Exercise prompt:
Pick out all lines in the listing holding the string "store" and copy them.

-- Extracted data follows --

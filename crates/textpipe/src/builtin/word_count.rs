//! Word counting.

use super::descriptor;
use crate::plugins::{LinearPlugin, Plugin, PluginDescriptor, SettingsReader, tags, versioned_settings};
use crate::types::{Header, Payload, Record, Settings, ThreadBudget};
use crate::{Result, TextpipeError};
use parking_lot::Mutex;
use rayon::prelude::*;
use std::collections::{HashMap, HashSet};
use std::sync::Arc;
use std::sync::atomic::{AtomicBool, Ordering};

/// Origin of the corpus totals row.
pub const TOTALS_ORIGIN: &str = "TOTAL";

#[derive(Debug, Default)]
struct Totals {
    words: usize,
    vocabulary: HashSet<String>,
}

/// Counts words and distinct words per segment.
///
/// Records sharing an origin and segment number are counted together, so the
/// stage works on untokenized text as well as on tokens. The per-invocation
/// counting runs on a rayon pool sized to the granted thread budget. Pools are
/// built once per budget size and reused across invocations.
///
/// With `emit_totals` the stage also reports one corpus-wide row when the run
/// finishes.
pub struct WordCount {
    descriptor: PluginDescriptor,
    emit_totals: AtomicBool,
    totals: Mutex<Totals>,
    pools: Mutex<HashMap<usize, Arc<rayon::ThreadPool>>>,
}

impl WordCount {
    pub fn new() -> Self {
        Self {
            descriptor: descriptor(
                "word-count",
                "Statistics",
                "Count words and unique words for every segment.",
                &[tags::TEXT, tags::TOKENS],
                tags::VALUES,
            ),
            emit_totals: AtomicBool::new(false),
            totals: Mutex::new(Totals::default()),
            pools: Mutex::new(HashMap::new()),
        }
    }

    pub fn with_totals(self) -> Self {
        self.emit_totals.store(true, Ordering::Relaxed);
        self
    }

    fn pool(&self, threads: ThreadBudget) -> Result<Arc<rayon::ThreadPool>> {
        let mut pools = self.pools.lock();
        if let Some(pool) = pools.get(&threads.get()) {
            return Ok(Arc::clone(pool));
        }
        let pool = rayon::ThreadPoolBuilder::new()
            .num_threads(threads.get())
            .thread_name(|i| format!("word-count-{}", i))
            .build()
            .map_err(|e| TextpipeError::plugin(self.name(), format!("failed to build thread pool: {}", e)))?;
        let pool = Arc::new(pool);
        pools.insert(threads.get(), Arc::clone(&pool));
        Ok(pool)
    }

    fn count(&self, payload: Payload, threads: ThreadBudget) -> Result<Payload> {
        let item_index = payload.item_index;
        let groups = group_segments(payload.records);
        let pool = self.pool(threads)?;

        let counted: Vec<(Record, Vec<String>)> = pool.install(|| {
            groups
                .into_par_iter()
                .map(|(origin, segment, words)| {
                    let unique: HashSet<&str> = words.iter().map(String::as_str).collect();
                    let record = Record {
                        origin,
                        segment,
                        fields: vec![words.len().to_string(), unique.len().to_string()],
                    };
                    (record, words)
                })
                .collect()
        });

        let mut records = Vec::with_capacity(counted.len());
        let mut totals = self.totals.lock();
        for (record, words) in counted {
            totals.words += words.len();
            totals.vocabulary.extend(words);
            records.push(record);
        }

        Ok(Payload {
            item_index,
            records,
            header: self.output_header(),
        })
    }
}

impl Default for WordCount {
    fn default() -> Self {
        Self::new()
    }
}

/// Consecutive records with the same origin and segment, with their words.
fn group_segments(records: Vec<Record>) -> Vec<(String, usize, Vec<String>)> {
    let mut groups: Vec<(String, usize, Vec<String>)> = Vec::new();
    for record in records {
        let words = record
            .fields
            .iter()
            .flat_map(|f| f.split_whitespace())
            .map(str::to_string);
        match groups.last_mut() {
            Some((origin, segment, group)) if *origin == record.origin && *segment == record.segment => {
                group.extend(words)
            }
            _ => {
                let collected = words.collect();
                groups.push((record.origin, record.segment, collected));
            }
        }
    }
    groups
}

impl Plugin for WordCount {
    fn descriptor(&self) -> &PluginDescriptor {
        &self.descriptor
    }

    fn initialize(&self) -> Result<()> {
        *self.totals.lock() = Totals::default();
        Ok(())
    }

    fn export_settings(&self, _suppress_warnings: bool) -> Settings {
        let mut exported = versioned_settings();
        exported.insert(
            "emit_totals".to_string(),
            self.emit_totals.load(Ordering::Relaxed).to_string(),
        );
        exported
    }

    fn import_settings(&self, settings: &Settings) -> Result<()> {
        let reader = SettingsReader::new(self.name(), settings, &["emit_totals"])?;
        let emit_totals = reader.bool("emit_totals", false)?;
        self.emit_totals.store(emit_totals, Ordering::Relaxed);
        Ok(())
    }

    fn output_header(&self) -> Header {
        let mut header = Header::new();
        header.insert(0, "WordCount".to_string());
        header.insert(1, "UniqueWords".to_string());
        header
    }

    fn inherit_header(&self) -> bool {
        false
    }

    fn finish(&self, trailing: Option<Payload>) -> Result<Option<Payload>> {
        let mut result = match trailing {
            Some(payload) => Some(self.count(payload, ThreadBudget::single())?),
            None => None,
        };

        if self.emit_totals.load(Ordering::Relaxed) {
            let totals = self.totals.lock();
            let row = Record {
                origin: TOTALS_ORIGIN.to_string(),
                segment: 0,
                fields: vec![totals.words.to_string(), totals.vocabulary.len().to_string()],
            };
            result
                .get_or_insert_with(|| Payload {
                    header: self.output_header(),
                    ..Payload::default()
                })
                .records
                .push(row);
        }
        Ok(result)
    }
}

impl LinearPlugin for WordCount {
    fn run(&self, payload: Payload, threads: ThreadBudget) -> Result<Payload> {
        self.count(payload, threads)
    }

    fn status(&self) -> Option<String> {
        Some(format!("{} words counted", self.totals.lock().words))
    }
}
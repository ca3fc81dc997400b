mod commands;
mod logging;

use std::path::PathBuf;

use clap::{Parser, Subcommand, ValueEnum};

#[derive(Parser)]
#[command(name = "textpipe", version, about = "Concurrent text-processing pipelines")]
struct Cli {
    #[command(subcommand)]
    command: Commands,

    /// Log level (error, warn, info, debug, trace)
    #[arg(long, default_value = "warn", global = true)]
    log_level: String,
}

#[derive(Debug, Clone, Copy, PartialEq, Eq, ValueEnum)]
pub enum OutputFormat {
    Text,
    Json,
}

#[derive(Subcommand)]
enum Commands {
    /// Run a pipeline
    Run {
        /// Pipeline file (.toml, .yaml, .yml, .json); defaults to the nearest textpipe.toml
        config: Option<PathBuf>,
        /// Override the global worker-thread budget
        #[arg(long)]
        max_threads: Option<usize>,
        /// Override the output ordering (input or arrival)
        #[arg(long)]
        ordering: Option<textpipe::OutputOrdering>,
        /// Abort on the first failing item
        #[arg(long)]
        fail_fast: bool,
        /// Summary format
        #[arg(long, value_enum, default_value = "text")]
        format: OutputFormat,
    },
    /// Validate a pipeline without reading input or writing output
    Check {
        /// Pipeline file; defaults to the nearest textpipe.toml
        config: Option<PathBuf>,
    },
    /// List available plugins
    Plugins {
        #[arg(long, value_enum, default_value = "text")]
        format: OutputFormat,
    },
}

#[tokio::main]
async fn main() -> anyhow::Result<()> {
    let cli = Cli::parse();

    logging::init(&cli.log_level);

    match cli.command {
        Commands::Run {
            config,
            max_threads,
            ordering,
            fail_fast,
            format,
        } => {
            let overrides = commands::run::Overrides {
                max_threads,
                ordering,
                fail_fast,
            };
            commands::run::execute(config.as_deref(), overrides, format).await
        }
        Commands::Check { config } => commands::check::execute(config.as_deref()),
        Commands::Plugins { format } => commands::plugins::execute(format),
    }
}
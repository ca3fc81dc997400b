//! Pipeline construction and type-chain validation.
//!
//! A [`Pipeline`] is an Input stage, zero or more Linear stages and an Output
//! stage. Building one checks that every stage accepts what its predecessor
//! produces; nothing is opened, read or written during construction.

use crate::core::config::{EngineConfig, PipelineConfig, StageConfig};
use crate::core::header::resolve_header;
use crate::plugins::{InputPlugin, LinearPlugin, OutputPlugin, Plugin, Stage};
use crate::types::Header;
use crate::{Result, TextpipeError};
use std::sync::Arc;

/// Human-readable label for the stage at `position`.
pub fn stage_label(position: usize, stage: &Stage) -> String {
    format!("stage {} '{}' ({})", position, stage.name(), stage.kind())
}

/// Check that the output tag of every stage is accepted by the next one.
///
/// # Errors
///
/// `TextpipeError::Configuration` naming the offending stage pair.
pub fn validate_type_chain(stages: &[Stage]) -> Result<()> {
    for (position, pair) in stages.windows(2).enumerate() {
        let (upstream, downstream) = (&pair[0], &pair[1]);
        let produced = &upstream.descriptor().output_type;
        if !downstream.descriptor().accepts(produced) {
            return Err(TextpipeError::configuration(
                format!(
                    "{} -> {}",
                    stage_label(position, upstream),
                    stage_label(position + 1, downstream)
                ),
                format!(
                    "'{}' produces '{}' but '{}' accepts [{}]",
                    upstream.name(),
                    produced,
                    downstream.name(),
                    downstream.descriptor().input_types.join(", ")
                ),
            ));
        }
    }
    Ok(())
}

/// A validated, ready-to-run pipeline.
pub struct Pipeline {
    input: Arc<dyn InputPlugin>,
    linear: Vec<Arc<dyn LinearPlugin>>,
    output: Arc<dyn OutputPlugin>,
    engine: EngineConfig,
}

impl Pipeline {
    pub fn builder() -> PipelineBuilder {
        PipelineBuilder::default()
    }

    pub fn input(&self) -> &Arc<dyn InputPlugin> {
        &self.input
    }

    pub fn linear(&self) -> &[Arc<dyn LinearPlugin>] {
        &self.linear
    }

    pub fn output(&self) -> &Arc<dyn OutputPlugin> {
        &self.output
    }

    pub fn engine(&self) -> &EngineConfig {
        &self.engine
    }

    /// Replace the engine settings (e.g. CLI overrides).
    pub fn set_engine(&mut self, engine: EngineConfig) -> Result<()> {
        engine.validate()?;
        self.engine = engine;
        Ok(())
    }

    /// All stages in order: input, linear chain, output.
    pub fn stages(&self) -> Vec<Stage> {
        let mut stages = Vec::with_capacity(self.linear.len() + 2);
        stages.push(Stage::Input(Arc::clone(&self.input)));
        stages.extend(self.linear.iter().map(|p| Stage::Linear(Arc::clone(p))));
        stages.push(Stage::Output(Arc::clone(&self.output)));
        stages
    }

    /// The header the output will carry, as the stages declare it right now.
    ///
    /// A run resolves it again after every stage has been initialized.
    pub fn effective_header(&self) -> Header {
        resolve_header(self.linear.iter().map(|p| p.as_ref() as &dyn Plugin))
    }

    /// Run every stage's settings check, in stage order.
    ///
    /// # Errors
    ///
    /// The first failure, as `TextpipeError::Configuration` naming the stage.
    pub fn inspect_settings(&self) -> Result<()> {
        for (position, stage) in self.stages().iter().enumerate() {
            if let Err(e) = stage.plugin().inspect_settings() {
                return Err(TextpipeError::configuration(stage_label(position, stage), e.to_string()));
            }
        }
        Ok(())
    }

    /// Export the pipeline (engine settings plus every stage's settings).
    pub fn export_config(&self, suppress_warnings: bool) -> PipelineConfig {
        let export = |plugin: &dyn Plugin| StageConfig {
            plugin: plugin.name().to_string(),
            settings: plugin.export_settings(suppress_warnings),
        };
        PipelineConfig {
            engine: self.engine.clone(),
            input: export(self.input.as_ref()),
            linear: self.linear.iter().map(|p| export(p.as_ref())).collect(),
            output: export(self.output.as_ref()),
        }
    }
}

impl std::fmt::Debug for Pipeline {
    fn fmt(&self, f: &mut std::fmt::Formatter<'_>) -> std::fmt::Result {
        f.debug_struct("Pipeline")
            .field("stages", &self.stages())
            .field("engine", &self.engine)
            .finish()
    }
}

/// Assembles a [`Pipeline`].
///
/// ```rust
/// use std::sync::Arc;
/// use textpipe::builtin::{MemoryInput, MemoryOutput, WordCount};
/// use textpipe::Pipeline;
///
/// let pipeline = Pipeline::builder()
///     .input(Arc::new(MemoryInput::from_texts(["one two", "three"])))
///     .linear(Arc::new(WordCount::new()))
///     .output(Arc::new(MemoryOutput::new()))
///     .build()
///     .unwrap();
/// assert_eq!(pipeline.stages().len(), 3);
/// ```
#[derive(Default)]
pub struct PipelineBuilder {
    input: Option<Arc<dyn InputPlugin>>,
    linear: Vec<Arc<dyn LinearPlugin>>,
    output: Option<Arc<dyn OutputPlugin>>,
    engine: EngineConfig,
}

impl PipelineBuilder {
    pub fn input(mut self, input: Arc<dyn InputPlugin>) -> Self {
        self.input = Some(input);
        self
    }

    /// Append a Linear stage.
    pub fn linear(mut self, stage: Arc<dyn LinearPlugin>) -> Self {
        self.linear.push(stage);
        self
    }

    pub fn output(mut self, output: Arc<dyn OutputPlugin>) -> Self {
        self.output = Some(output);
        self
    }

    /// Place a stage according to its variant.
    pub fn stage(self, stage: Stage) -> Self {
        match stage {
            Stage::Input(p) => self.input(p),
            Stage::Linear(p) => self.linear(p),
            Stage::Output(p) => self.output(p),
        }
    }

    pub fn engine(mut self, engine: EngineConfig) -> Self {
        self.engine = engine;
        self
    }

    /// Validate and build.
    ///
    /// # Errors
    ///
    /// `TextpipeError::Configuration` when the input or output is missing, the
    /// engine settings are invalid or two adjacent stages are incompatible.
    pub fn build(self) -> Result<Pipeline> {
        self.engine.validate()?;

        let input = self
            .input
            .ok_or_else(|| TextpipeError::pipeline_configuration("pipeline has no input stage"))?;
        let output = self
            .output
            .ok_or_else(|| TextpipeError::pipeline_configuration("pipeline has no output stage"))?;

        let pipeline = Pipeline {
            input,
            linear: self.linear,
            output,
            engine: self.engine,
        };
        validate_type_chain(&pipeline.stages())?;
        Ok(pipeline)
    }
}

-- Extracted data concluded --

Reply:
        self.emit_totals.store(true, Ordering::Relaxed);
        self.emit_totals.store(emit_totals, Ordering::Relaxed);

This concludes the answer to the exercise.